━━━━━ Provided information ━━━━━
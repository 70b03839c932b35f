use std::path::{Component, Path, PathBuf};

use thiserror::Error;

#[derive(Debug, Error)]
pub enum PathError {
    #[error("sync key is empty")]
    Empty,
    #[error("sync key contains unsupported component: {0}")]
    UnsupportedComponent(String),
    #[error("{path} is not under {root}")]
    OutsideRoot { path: PathBuf, root: PathBuf },
    #[error("path is not valid UTF-8: {0}")]
    NonUtf8(PathBuf),
}

/// Maps a POSIX sync key ("gba/pokemon.srm") under a category root.
pub fn local_path_for(root: &Path, key: &str) -> Result<PathBuf, PathError> {
    if key.is_empty() {
        return Err(PathError::Empty);
    }

    let mut out = root.to_path_buf();
    let mut pushed = false;
    for part in key.split('/') {
        let mut components = Path::new(part).components();
        match (components.next(), components.next()) {
            (None, _) | (Some(Component::CurDir), None) => continue,
            (Some(Component::Normal(segment)), None) => {
                out.push(segment);
                pushed = true;
            }
            _ => return Err(PathError::UnsupportedComponent(key.to_string())),
        }
    }
    if !pushed {
        return Err(PathError::Empty);
    }
    Ok(out)
}

/// Inverse of [`local_path_for`]: the `/`-joined path of `path` relative to `root`.
pub fn sync_key_for(root: &Path, path: &Path) -> Result<String, PathError> {
    let relative = path
        .strip_prefix(root)
        .map_err(|_| PathError::OutsideRoot {
            path: path.to_path_buf(),
            root: root.to_path_buf(),
        })?;
    let mut parts = Vec::new();
    for component in relative.components() {
        match component {
            Component::Normal(part) => parts.push(
                part.to_str()
                    .ok_or_else(|| PathError::NonUtf8(path.to_path_buf()))?,
            ),
            Component::CurDir => continue,
            _ => {
                return Err(PathError::UnsupportedComponent(
                    relative.display().to_string(),
                ));
            }
        }
    }
    if parts.is_empty() {
        return Err(PathError::Empty);
    }
    Ok(parts.join("/"))
}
━━━━━
**What the exercise asks**
Return the full listing, word for word.

**Task output**
repository 70b03839c932b35f
use std::path::{Component, Path, PathBuf};

use thiserror::Error;

#[derive(Debug, Error)]
pub enum PathError {
    #[error("sync key is empty")]
    Empty,
    #[error("sync key contains unsupported component: {0}")]
    UnsupportedComponent(String),
    #[error("{path} is not under {root}")]
    OutsideRoot { path: PathBuf, root: PathBuf },
    #[error("path is not valid UTF-8: {0}")]
    NonUtf8(PathBuf),
}

/// Maps a POSIX sync key ("gba/pokemon.srm") under a category root.
pub fn local_path_for(root: &Path, key: &str) -> Result<PathBuf, PathError> {
    if key.is_empty() {
        return Err(PathError::Empty);
    }

    let mut out = root.to_path_buf();
    let mut pushed = false;
    for part in key.split('/') {
        let mut components = Path::new(part).components();
        match (components.next(), components.next()) {
            (None, _) | (Some(Component::CurDir), None) => continue,
            (Some(Component::Normal(segment)), None) => {
                out.push(segment);
                pushed = true;
            }
            _ => return Err(PathError::UnsupportedComponent(key.to_string())),
        }
    }
    if !pushed {
        return Err(PathError::Empty);
    }
    Ok(out)
}

/// Inverse of [`local_path_for`]: the `/`-joined path of `path` relative to `root`.
pub fn sync_key_for(root: &Path, path: &Path) -> Result<String, PathError> {
    let relative = path
        .strip_prefix(root)
        .map_err(|_| PathError::OutsideRoot {
            path: path.to_path_buf(),
            root: root.to_path_buf(),
        })?;
    let mut parts = Vec::new();
    for component in relative.components() {
        match component {
            Component::Normal(part) => parts.push(
                part.to_str()
                    .ok_or_else(|| PathError::NonUtf8(path.to_path_buf()))?,
            ),
            Component::CurDir => continue,
            _ => {
                return Err(PathError::UnsupportedComponent(
                    relative.display().to_string(),
                ));
            }
        }
    }
    if parts.is_empty() {
        return Err(PathError::Empty);
    }
    Ok(parts.join("/"))
}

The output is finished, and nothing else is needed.